Your instructions: Each line from the one containing "assert!(!err.is_skip());" through the end of the entries below should be transcribed exactly, and no other line.

Data:
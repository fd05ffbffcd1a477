//! Exec and query on a bare connection, preferring the connection's own
//! fast path and otherwise going through a prepared statement.
use opentelemetry::{otel_debug, Context};

use super::{named_values_to_values, Conn, ExecResult, NamedValue, Rows, Stmt};
use crate::{Error, Result};

/// Executes `query` on `conn`, falling back to prepare + exec when the
/// connection has no [`ExecerContext`](super::ExecerContext) fast path or
/// answers with [`Error::Skip`].
pub fn exec_with_fallback(
    conn: &dyn Conn,
    cx: &Context,
    query: &str,
    args: &[NamedValue],
) -> Result<Box<dyn ExecResult>> {
    if let Some(execer) = conn.as_execer_context() {
        match execer.exec_context(cx, query, args) {
            Err(Error::Skip) => {
                otel_debug!(name: "Fallback.ExecSkipped");
            }
            result => return result,
        }
    }

    let stmt = prepare(conn, cx, query)?;
    let result = match stmt.as_exec_context() {
        Some(execer) => execer.exec_context(cx, args),
        None => stmt.exec(&named_values_to_values(args)),
    };
    let closed = stmt.close();

    let result = result?;
    closed?;

    Ok(result)
}

/// Runs `query` on `conn`, falling back to prepare + query when the
/// connection has no [`QueryerContext`](super::QueryerContext) fast path or
/// answers with [`Error::Skip`].
///
/// On the fallback path the statement is closed once the rows are returned.
pub fn query_with_fallback(
    conn: &dyn Conn,
    cx: &Context,
    query: &str,
    args: &[NamedValue],
) -> Result<Box<dyn Rows>> {
    if let Some(queryer) = conn.as_queryer_context() {
        match queryer.query_context(cx, query, args) {
            Err(Error::Skip) => {
                otel_debug!(name: "Fallback.QuerySkipped");
            }
            result => return result,
        }
    }

    let stmt = prepare(conn, cx, query)?;
    let rows = match stmt.as_query_context() {
        Some(queryer) => queryer.query_context(cx, args),
        None => stmt.query(&named_values_to_values(args)),
    };
    let closed = stmt.close();

    let rows = rows?;
    closed?;

    Ok(rows)
}

fn prepare(conn: &dyn Conn, cx: &Context, query: &str) -> Result<Box<dyn Stmt>> {
    match conn.as_prepare_context() {
        Some(preparer) => preparer.prepare_context(cx, query),
        None => conn.prepare(query),
    }
}
//! Errors returned by wrapped drivers and by the instrumentation layer.
use thiserror::Error;

/// A specialized `Result` type for driver operations.
pub type Result<T> = std::result::Result<T, Error>;

/// Errors produced by backend drivers and by the instrumentation layer.
///
/// Errors coming from the backend are returned to the caller untouched, the
/// instrumentation only records them.
#[derive(Error, Debug)]
#[non_exhaustive]
pub enum Error {
    /// The backend has no fast path for the requested operation.
    ///
    /// Callers should fall back to the generic code path, e.g. preparing a
    /// statement instead of executing the query directly. This is not a
    /// failure of the operation.
    #[error("driver: skip fast-path; continue as if unimplemented")]
    Skip,

    /// The connection is in a bad state and should not be reused.
    #[error("driver: bad connection")]
    BadConnection,

    /// No driver is registered under the given name.
    #[error("driver {0:?} is not registered")]
    DriverNotFound(String),

    /// A driver is already registered under the given name.
    #[error("driver {0:?} is already registered")]
    DuplicateDriver(String),

    /// Every instrumented name derived from the driver name is taken.
    #[error("unable to register driver {0:?}, all slots have been taken")]
    RegistryFull(String),

    /// An error raised by the backend driver.
    #[error(transparent)]
    Backend(#[from] Box<dyn std::error::Error + Send + Sync + 'static>),

    /// Other failures not covered by the variants above.
    #[error("{0}")]
    Other(String),
}

impl Error {
    /// Returns `true` if this is the [`Error::Skip`] sentinel.
    pub fn is_skip(&self) -> bool {
        matches!(self, Error::Skip)
    }
}

impl From<String> for Error {
    fn from(message: String) -> Self {
        Error::Other(message)
    }
}

impl From<&str> for Error {
    fn from(message: &str) -> Self {
        Error::Other(message.to_string())
    }
}

#[cfg(test)]
mod tests {
    use super::*;

    #[test]
    fn backend_error_is_transparent() {
        let err = Error::from(Box::<dyn std::error::Error + Send + Sync>::from("exec error"));

        assert_eq!(err.to_string(), "exec error");
        assert!(!err.is_skip());
    }

    #[test]
    fn skip_is_recognized() {
        assert!(Error::Skip.is_skip());
        assert!(!Error::from("skip").is_skip());
    }
}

Task result:
        assert!(!err.is_skip());
    }

    #[test]
    fn skip_is_recognized() {
        assert!(Error::Skip.is_skip());
        assert!(!Error::from("skip").is_skip());
    }
}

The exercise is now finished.